Imagine the soldier who has no family to go home to, no friends or companions, who doesn't form any relationships with anyone...he just goes around blowing up bad guys.  It isn't really that compelling.

Look at the movie "Predator"...some of the impact comes from the fact that Arnie never would have been in the situation if he hadn't been betrayed by his closest friend, another officer (and bonds formed between soldiers in the army are a great deal like family relationships).

Look at "Jeepers Creepers," which ends up having a whole ton of emotional impact at the end because the two protagonists are BROTHER and SISTER.

Quote

My fear in using blood & sex all the time as the primary focus of lines on an R-Map - and using those R-Maps in an RPG - is that I see it almost-inevitably leading to an endless chain of "not only is she a betrayer - she betrayed her OWN DAUGHTER!", "not only is he greedy, but he SLEPT HIS WAY to the top!", "how can you love her - she was MARRIED TO HITLER!"

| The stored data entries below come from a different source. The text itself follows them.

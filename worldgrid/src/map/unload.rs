//! Grid retirement: idle eviction driven by the grid state machine, and the full
//! teardown of a map. A grid is unloaded by evacuating foreign entities to their
//! respawn grid, cleaning and destroying everything else, corpses excepted.

use tracing::{debug, instrument, trace, warn};

use crate::coord::GridCoord;
use crate::entity::{Entity, EntityId, EntityKind};
use crate::grid::{Bag, GridState};

use super::{Map, MapEvent};


/// How a grid is unloaded.
#[derive(Debug, Clone, Copy, PartialEq, Eq)]
pub enum UnloadMode {
    /// Idle eviction, refused while the grid is protected, holds creatures in its
    /// world-object bags, or is in range of a player or an active entity.
    Evict,
    /// Map teardown, the grid is unloaded regardless of its content.
    Teardown,
}


impl Map {

    /// Return true if an entity blocks the eviction of the grid by being in range of it.
    /// Active entities inside of the grid whose respawn grid is another loaded grid do
    /// not block, they are evacuated.
    fn blocks_eviction(&self, coord: GridCoord, entity: &Entity) -> bool {

        let Some(cell) = entity.cell else {
            return false;
        };

        if entity.kind() != EntityKind::Player && cell.grid() == coord {
            if let Some(home) = entity.home.grid() {
                if home != coord && self.is_grid_loaded(home) {
                    return false;
                }
            }
        }

        coord.cells().expand(self.config.visibility_cells()).contains(cell)

    }

    fn eviction_refused(&self, coord: GridCoord) -> bool {

        {
            let grids = self.grids.read();
            let Some(grid) = grids.get(&coord) else {
                return true;
            };
            // Pets, possessed creatures and passengers are world objects.
            if grid.is_protected() || grid.count(Bag::World, EntityKind::Creature) != 0 {
                return true;
            }
        }

        self.players.iter()
            .chain(self.active.iter())
            .filter_map(|id| self.entities.get(id))
            .any(|entity| self.blocks_eviction(coord, entity))

    }

    /// Entities indexed in the live bags of a grid.
    pub(super) fn grid_entities(&self, coord: GridCoord) -> Vec<EntityId> {
        self.grids.read().get(&coord).map(|grid| grid.entity_ids().collect()).unwrap_or_default()
    }

    /// Unload a grid, return false if the eviction has been refused or the grid does
    /// not exist. A refusal is not an error, the grid is checked again later.
    #[instrument(skip(self))]
    pub fn unload_grid(&mut self, coord: GridCoord, mode: UnloadMode) -> bool {

        if !self.is_grid_created(coord) {
            return false;
        }

        if mode == UnloadMode::Evict && self.eviction_refused(coord) {
            trace!("unload of grid {coord} of map {} refused", self.key.map_id);
            return false;
        }

        // Positions must be final before choosing who leaves the grid.
        self.move_all_in_move_lists();

        for id in self.grid_entities(coord) {

            let Some(home) = self.entities.get(&id).and_then(|entity| entity.home.grid()) else {
                continue;
            };

            if home == coord || !self.is_grid_loaded(home) {
                continue;
            }

            let evacuated = match id.kind {
                EntityKind::Creature => self.creature_respawn_relocation(id, true),
                EntityKind::GameObject => self.game_object_respawn_relocation(id, true),
                _ => false,
            };

            if evacuated {
                self.push_event(MapEvent::Evacuated { id, to: home });
            }

        }

        self.move_all_in_move_lists();

        for id in self.grid_entities(coord) {
            if matches!(id.kind, EntityKind::Player | EntityKind::Corpse) {
                continue;
            }
            if let Some(entity) = self.entities.get_mut(&id) {
                entity.destroyed = true;
                self.ctx.combat.cleanup_before_delete(entity);
            }
        }

        self.remove_all_objects_in_remove_list();

        for id in self.grid_entities(coord) {
            match id.kind {
                EntityKind::Player => {
                    warn!("player {id} removed with grid {coord} of map {}", self.key.map_id);
                    self.remove_player(id);
                }
                EntityKind::Corpse => {
                    // Corpses stay in their directory and come back with the grid.
                    self.remove_from_grid(id);
                    if let Some(corpse) = self.entities.get_mut(&id) {
                        corpse.in_world = false;
                    }
                }
                _ => {
                    self.remove_from_map(id);
                }
            }
        }

        let pending_corpses = self.grids.get_mut(coord)
            .map(|grid| grid.cells().flat_map(|(_, cell)| cell.pending_corpses().iter().copied()).collect::<Vec<_>>())
            .unwrap_or_default();

        for id in pending_corpses {
            self.remove_from_grid(id);
        }

        self.ctx.phases.unload_grid(self.key, coord);
        let grid = self.grids.remove(coord);
        debug_assert!(grid.as_ref().is_some_and(|grid| grid.is_empty()), "unloaded grid {coord} is not empty");

        self.ctx.terrain.unload_tile(self.key.map_id, coord);
        debug!("unloaded grid {coord} of map {}", self.key.map_id);
        self.push_event(MapEvent::GridUnloaded(coord));
        true

    }

    /// Advance the state machine of every grid.
    #[instrument(skip_all)]
    pub(super) fn update_grid_states(&mut self, diff_ms: u32) {

        let delay = self.config.grid_unload_delay;

        for coord in self.grids.coords() {

            let Some(grid) = self.grids.get_mut(coord) else {
                continue;
            };

            match grid.state() {
                GridState::Active => {

                    grid.ttl.update(diff_ms);
                    if !grid.ttl.passed() {
                        continue;
                    }

                    grid.ttl.reset(delay / 10);
                    let players = grid.count(Bag::World, EntityKind::Player);
                    if players != 0 || self.active_objects_near_grid(coord) {
                        continue;
                    }

                    // Creatures left alone stop fighting.
                    for id in self.grid_entities(coord) {
                        if id.kind == EntityKind::Creature {
                            if let Some(entity) = self.entities.get_mut(&id) {
                                self.ctx.combat.stop_combat(entity);
                            }
                        }
                    }

                    self.set_grid_state(coord, GridState::Idle);

                }
                GridState::Idle => {
                    grid.ttl.reset(delay);
                    self.set_grid_state(coord, GridState::Removal);
                }
                GridState::Removal => {

                    if grid.is_protected() {
                        continue;
                    }

                    grid.ttl.update(diff_ms);
                    if !grid.ttl.passed() {
                        continue;
                    }

                    if !self.unload_grid(coord, UnloadMode::Evict) {
                        if let Some(grid) = self.grids.get_mut(coord) {
                            grid.ttl.reset(delay / 10);
                        }
                    }

                }
            }

        }

    }

    fn set_grid_state(&mut self, coord: GridCoord, state: GridState) {
        if let Some(grid) = self.grids.get_mut(coord) {
            grid.set_state(state);
            debug!("grid {coord} of map {} is now {state:?}", self.key.map_id);
            self.push_event(MapEvent::GridState { coord, state });
        }
    }

    /// Tear the map down: players are removed and every grid is unloaded. Pending
    /// respawns are dropped from memory, persisted ones remain.
    #[instrument(skip_all)]
    pub fn unload_all(&mut self) {

        for id in self.players.iter().copied().collect::<Vec<_>>() {
            self.remove_player(id);
        }

        for id in self.move_lists.clear() {
            if let Some(entity) = self.entities.get_mut(&id) {
                entity.pending_move = Default::default();
            }
        }

        // Released while the protected grids still exist.
        for id in self.active.iter().copied().collect::<Vec<_>>() {
            self.remove_from_active(id);
        }

        for coord in self.grids.coords() {
            self.unload_grid(coord, UnloadMode::Teardown);
        }

        for id in self.corpses.iter().collect::<Vec<_>>() {
            self.remove_from_map(id);
        }

        for id in self.entities.keys().copied().collect::<Vec<_>>() {
            warn!("entity {id} outside of any grid removed on teardown of map {}", self.key.map_id);
            self.remove_from_map(id);
        }

        self.transports.clear();
        self.respawns.clear();
        self.remove_list.clear();
        self.script_events.clear();

        debug!("unloaded all grids of map {}", self.key.map_id);

    }

}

In short, eventually EVERYTHING becomes bad soap opera.

Perhaps this will help: This is exactly what I've been trying to point out is not the case; these examples focus exclusively on the relationship map as the only element, and a twisted one at that, instead of the underlying element.

Ron's example of Ripley and Newt ties in here...there's no stress on the relationship between Ripley and Newt, it is set up and -- if you aren't watching for it -- goes unnoticed.  Yet that relationship, because it is based on the primal social reflexes of mankind, is very compelling.

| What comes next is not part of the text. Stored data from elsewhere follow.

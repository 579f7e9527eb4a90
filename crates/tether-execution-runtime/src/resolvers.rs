//! Context resolvers backed by a [ResumptionRecord] found in the step context.
//!
//! Each capability type gets its own validity policy. Directory handles are checked for
//! liveness and re-derived after a reconnect; leases and slots are handed out as stored.

use std::sync::Arc;

use tether_kernel::context::{
    AgentOffline, ContextError, DelegatedContext, ResolverRegistry, TypedResolver,
};

use crate::lease::Lease;
use crate::resumption::{RecoveredHandles, ResumptionRecord};
use crate::topology::{DirHandle, ExecutorSlot, Node, NodeTopology, Worker};

/// Resolver policy that only applies once the record has been resumed.
pub trait RecordResolver: Send + Sync + 'static {
    type Output: Send + Sync + 'static;

    fn resolve_record(
        &self,
        record: &ResumptionRecord,
        handles: &RecoveredHandles,
    ) -> Result<Option<Arc<Self::Output>>, ContextError>;
}

/// Adapts a [RecordResolver]: no record, or a record without handles, resolves to nothing.
pub struct LeaseGated<R>(pub R);

impl<R: RecordResolver> TypedResolver for LeaseGated<R> {
    type Output = R::Output;

    fn resolve(
        &self,
        context: &DelegatedContext<'_>,
    ) -> Result<Option<Arc<Self::Output>>, ContextError> {
        let Some(record) = context.get::<ResumptionRecord>()? else {
            return Ok(None);
        };
        match record.handles() {
            Some(handles) => self.0.resolve_record(&record, handles),
            None => Ok(None),
        }
    }
}

pub struct DirHandleResolver {
    topology: Arc<dyn NodeTopology>,
}

impl DirHandleResolver {
    pub fn new(topology: Arc<dyn NodeTopology>) -> Self {
        Self { topology }
    }

    fn offline(&self, node: &str) -> AgentOffline {
        let display = self
            .topology
            .worker(node)
            .map(|worker| worker.display_name().to_string())
            .unwrap_or_else(|| node.to_string());
        let mut message = format!("Unable to create live directory handle for {}", display);
        if let Some(cause) = self.topology.offline_cause(node) {
            message.push_str(&format!("; {} was marked offline: {}", display, cause));
        }
        let mut err = AgentOffline::new(message);
        for request in self.topology.termination_reasons(node) {
            err.add_termination_reason(request.to_string());
        }
        err
    }
}

impl RecordResolver for DirHandleResolver {
    type Output = DirHandle;

    fn resolve_record(
        &self,
        record: &ResumptionRecord,
        handles: &RecoveredHandles,
    ) -> Result<Option<Arc<DirHandle>>, ContextError> {
        log::trace!("resolving directory handle from {}", record);
        let leased = handles.lease.path();
        if leased.is_live() {
            return Ok(Some(Arc::new(leased.clone())));
        }
        match self.topology.find_dir(record.node(), leased.remote()) {
            Some(fresh) => {
                log::debug!(
                    "{} on {} was disconnected and reconnected; using the new channel",
                    leased,
                    record.node()
                );
                Ok(Some(Arc::new(fresh)))
            }
            None => Err(self.offline(record.node()).into()),
        }
    }
}

/// Returns the recovered lease as stored, even if its handle has gone stale.
pub struct LeaseResolver;

impl RecordResolver for LeaseResolver {
    type Output = Lease;

    fn resolve_record(
        &self,
        _record: &ResumptionRecord,
        handles: &RecoveredHandles,
    ) -> Result<Option<Arc<Lease>>, ContextError> {
        Ok(Some(Arc::clone(&handles.lease)))
    }
}

pub struct ExecutorSlotResolver;

impl RecordResolver for ExecutorSlotResolver {
    type Output = ExecutorSlot;

    fn resolve_record(
        &self,
        _record: &ResumptionRecord,
        handles: &RecoveredHandles,
    ) -> Result<Option<Arc<ExecutorSlot>>, ContextError> {
        Ok(Some(Arc::clone(&handles.slot)))
    }
}

/// Owner of the recovered slot.
pub struct WorkerResolver;

impl RecordResolver for WorkerResolver {
    type Output = Worker;

    fn resolve_record(
        &self,
        _record: &ResumptionRecord,
        handles: &RecoveredHandles,
    ) -> Result<Option<Arc<Worker>>, ContextError> {
        Ok(Some(Arc::clone(handles.slot.owner())))
    }
}

/// Node named by the record. Works before resumption too.
pub struct NodeResolver {
    topology: Arc<dyn NodeTopology>,
}

impl NodeResolver {
    pub fn new(topology: Arc<dyn NodeTopology>) -> Self {
        Self { topology }
    }
}

impl TypedResolver for NodeResolver {
    type Output = Node;

    fn resolve(&self, context: &DelegatedContext<'_>) -> Result<Option<Arc<Node>>, ContextError> {
        let Some(record) = context.get::<ResumptionRecord>()? else {
            return Ok(None);
        };
        if record.node().is_empty() {
            return Ok(Some(self.topology.controller()));
        }
        Ok(self.topology.node(record.node()))
    }
}

/// Registers the resolvers for every capability a [ResumptionRecord] can back.
pub fn register_resumption_resolvers(
    registry: &mut ResolverRegistry,
    topology: Arc<dyn NodeTopology>,
) -> Result<(), ContextError> {
    registry
        .register(LeaseGated(DirHandleResolver::new(Arc::clone(&topology))))?
        .register(LeaseGated(LeaseResolver))?
        .register(LeaseGated(ExecutorSlotResolver))?
        .register(LeaseGated(WorkerResolver))?
        .register(NodeResolver::new(topology))?;
    Ok(())
}

#[cfg(test)]
mod tests {
    use tether_kernel::context::ContextValues;
    use tether_kernel::step_context::StepContext;

    use super::*;
    use crate::lease::{LeaseRegistry, WorkspaceList};
    use crate::models::PlaceholderTask;
    use crate::resumption::ResumptionKey;
    use crate::topology::InMemoryTopology;

    fn registry(topology: Arc<InMemoryTopology>) -> Arc<ResolverRegistry> {
        let mut registry = ResolverRegistry::new();
        register_resumption_resolvers(&mut registry, topology).unwrap();
        Arc::new(registry)
    }

    #[test]
    fn registering_twice_is_rejected() {
        let topology = Arc::new(InMemoryTopology::new());
        let mut registry = ResolverRegistry::new();
        register_resumption_resolvers(&mut registry, topology.clone()).unwrap();
        assert_eq!(registry.type_names().len(), 5);
        let err = register_resumption_resolvers(&mut registry, topology).unwrap_err();
        assert!(matches!(err, ContextError::DuplicateResolver { .. }));
    }

    #[test]
    fn resumed_record_backs_every_capability() {
        let topology = Arc::new(InMemoryTopology::new());
        let worker = topology.add_node(Node::new("worker-1"));
        let lease = worker
            .lease_registry()
            .allocate(&worker.dir("/ws/T").unwrap())
            .unwrap();
        let slot = Arc::new(ExecutorSlot::new(worker, 0));
        let record = ResumptionRecord::new(PlaceholderTask::new("run-1", "step-3"), lease, slot, 0);
        let (context, _completion) =
            StepContext::root(registry(topology), ContextValues::new().with(record));

        assert_eq!(context.get::<DirHandle>().unwrap().unwrap().remote(), "/ws/T");
        assert_eq!(context.get::<Lease>().unwrap().unwrap().path().remote(), "/ws/T");
        assert_eq!(context.get::<ExecutorSlot>().unwrap().unwrap().number(), 0);
        assert_eq!(context.get::<Worker>().unwrap().unwrap().name(), "worker-1");
        assert_eq!(context.get::<Node>().unwrap().unwrap().name, "worker-1");
    }

    #[test]
    fn controller_record_resolves_controller_node() {
        let topology = Arc::new(InMemoryTopology::new());
        let record = ResumptionRecord::from_key(ResumptionKey {
            task: PlaceholderTask::new("run-1", "step-1"),
            node: String::new(),
            path: "/var/lib/tether/ws".into(),
            depth: 0,
        });
        let (context, _completion) =
            StepContext::root(registry(topology), ContextValues::new().with(record));
        assert!(context.get::<Node>().unwrap().unwrap().is_controller());
        assert!(context.get::<DirHandle>().unwrap().is_none());
    }

    #[test]
    fn explicit_value_shadows_resolver() {
        let topology = Arc::new(InMemoryTopology::new());
        let worker = topology.add_node(Node::new("worker-1"));
        let lease = WorkspaceList::new()
            .allocate(&worker.dir("/ws/T").unwrap())
            .unwrap();
        let record = ResumptionRecord::new(
            PlaceholderTask::new("run-1", "step-3"),
            lease,
            Arc::new(ExecutorSlot::new(worker.clone(), 0)),
            0,
        );
        let explicit = worker.dir("/elsewhere").unwrap();
        let (context, _completion) = StepContext::root(
            registry(topology),
            ContextValues::new().with(record).with(explicit),
        );
        assert_eq!(context.get::<DirHandle>().unwrap().unwrap().remote(), "/elsewhere");
    }
}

There is nothing soap operatic about the relationship, and it does a disservice to the idea to assume that cheap television hooks are what relationship maps are all about.

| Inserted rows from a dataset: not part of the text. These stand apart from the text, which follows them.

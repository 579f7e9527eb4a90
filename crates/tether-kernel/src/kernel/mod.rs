//! Tether Kernel API.
//!
//! A step runs against a [StepContext]: a chain of scopes holding explicit values,
//! backed by a [ResolverRegistry] that produces capabilities (directory handles,
//! slots, leases, ...) on demand. Steps with a body open nested scopes through
//! [BodyInvoker] and report their outcome through a [BodyExecutionCallback].

pub mod body;
pub mod context;
pub mod descriptor;
pub mod identity;
pub mod interrupt;
pub mod listener;
pub mod step_context;

pub use body::{BodyExecutionCallback, BodyInvoker, BodyOutcome, ForwardingCallback, StepFailure};
pub use context::{
    AgentOffline, ContextError, ContextValues, DelegatedContext, ResolverRegistry, TypedResolver,
};
pub use descriptor::{check_required_context, ContextKey, StepDescriptor};
pub use identity::{RunId, StepId};
pub use interrupt::{InterruptionCause, StepInterrupted, StepResult};
pub use listener::{MemoryLog, TaskListener};
pub use step_context::{StepCompletion, StepContext};
//! `dir` step: runs its body with a different current directory.

use std::future::Future;
use std::sync::Arc;

use tokio::task::JoinHandle;

use tether_kernel::body::{BodyOutcome, ForwardingCallback};
use tether_kernel::context::ContextError;
use tether_kernel::descriptor::{check_required_context, ContextKey, StepDescriptor};
use tether_kernel::listener::TaskListener;
use tether_kernel::step_context::StepContext;

use crate::topology::DirHandle;

pub struct PushdDescriptor;

impl StepDescriptor for PushdDescriptor {
    fn function_name(&self) -> &'static str {
        "dir"
    }

    fn display_name(&self) -> &'static str {
        "Change current directory"
    }

    fn takes_implicit_body(&self) -> bool {
        true
    }

    fn required_context(&self) -> Vec<ContextKey> {
        vec![ContextKey::of::<TaskListener>(), ContextKey::of::<DirHandle>()]
    }

    fn provided_context(&self) -> Vec<ContextKey> {
        vec![ContextKey::of::<DirHandle>()]
    }
}

/// Changes directory for the duration of its body. Takes no lease on the new directory.
#[derive(Clone, Debug)]
pub struct PushdStep {
    path: String,
}

impl PushdStep {
    pub fn new(path: impl Into<String>) -> Self {
        Self { path: path.into() }
    }

    pub fn path(&self) -> &str {
        &self.path
    }

    /// Starts `body` in a scope whose directory is `path` under the current one.
    ///
    /// The body's outcome completes `context`.
    pub fn start<F, Fut>(
        &self,
        context: &Arc<StepContext>,
        body: F,
    ) -> Result<JoinHandle<()>, ContextError>
    where
        F: FnOnce(Arc<StepContext>) -> Fut + Send + 'static,
        Fut: Future<Output = BodyOutcome> + Send + 'static,
    {
        check_required_context(&PushdDescriptor, context)?;
        let cwd = context.require::<DirHandle>()?;
        let dir = cwd.child(&self.path);
        context
            .require::<TaskListener>()?
            .println(format!("Running in {}", dir));
        Ok(context
            .new_body_invoker()
            .with_context(dir)
            .with_callback(ForwardingCallback::wrap(context))
            .start(body))
    }
}

#[cfg(test)]
mod tests {
    use serde_json::json;
    use tether_kernel::context::{ContextValues, ResolverRegistry};

    use super::*;
    use crate::topology::Worker;

    #[tokio::test]
    async fn body_sees_child_directory_and_completes_outer_step() {
        let worker = Worker::new("worker-1");
        worker.connect();
        let (listener, log) = TaskListener::in_memory();
        let (context, completion) = StepContext::root(
            Arc::new(ResolverRegistry::new()),
            ContextValues::new()
                .with(listener)
                .with(worker.dir("/ws/T").unwrap()),
        );

        PushdStep::new("sub")
            .start(&context, |scope| async move {
                let dir = scope.require::<DirHandle>().map_err(|e| {
                    tether_kernel::body::StepFailure::Error(e.to_string())
                })?;
                Ok(json!(dir.remote()))
            })
            .unwrap()
            .await
            .unwrap();

        assert_eq!(completion.wait().await, Ok(json!("/ws/T/sub")));
        assert_eq!(log.lines(), vec!["Running in /ws/T/sub"]);
        assert_eq!(context.require::<DirHandle>().unwrap().remote(), "/ws/T");
    }

    #[tokio::test]
    async fn missing_directory_is_reported_before_starting() {
        let (context, _completion) = StepContext::root(
            Arc::new(ResolverRegistry::new()),
            ContextValues::new().with(TaskListener::null()),
        );
        let err = PushdStep::new("sub")
            .start(&context, |_| async { Ok(json!(null)) })
            .unwrap_err();
        assert!(matches!(err, ContextError::Missing { .. }));
        assert!(PushdDescriptor.takes_implicit_body());
    }
}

Here's an example: in my current D&D game, one of the most compelling storylines is the story of the warrior-woman, because she is trying to restore her family's fortunes through her actions.  Sex and blood.  The other is that of an exiled elven man searching for a human woman whose life he saved long ago (also the reason for his exile). Sex and blood.

Neither story is overtly about sex or blood...yet these elements underlie the characters and provide impetus and weight to their actions.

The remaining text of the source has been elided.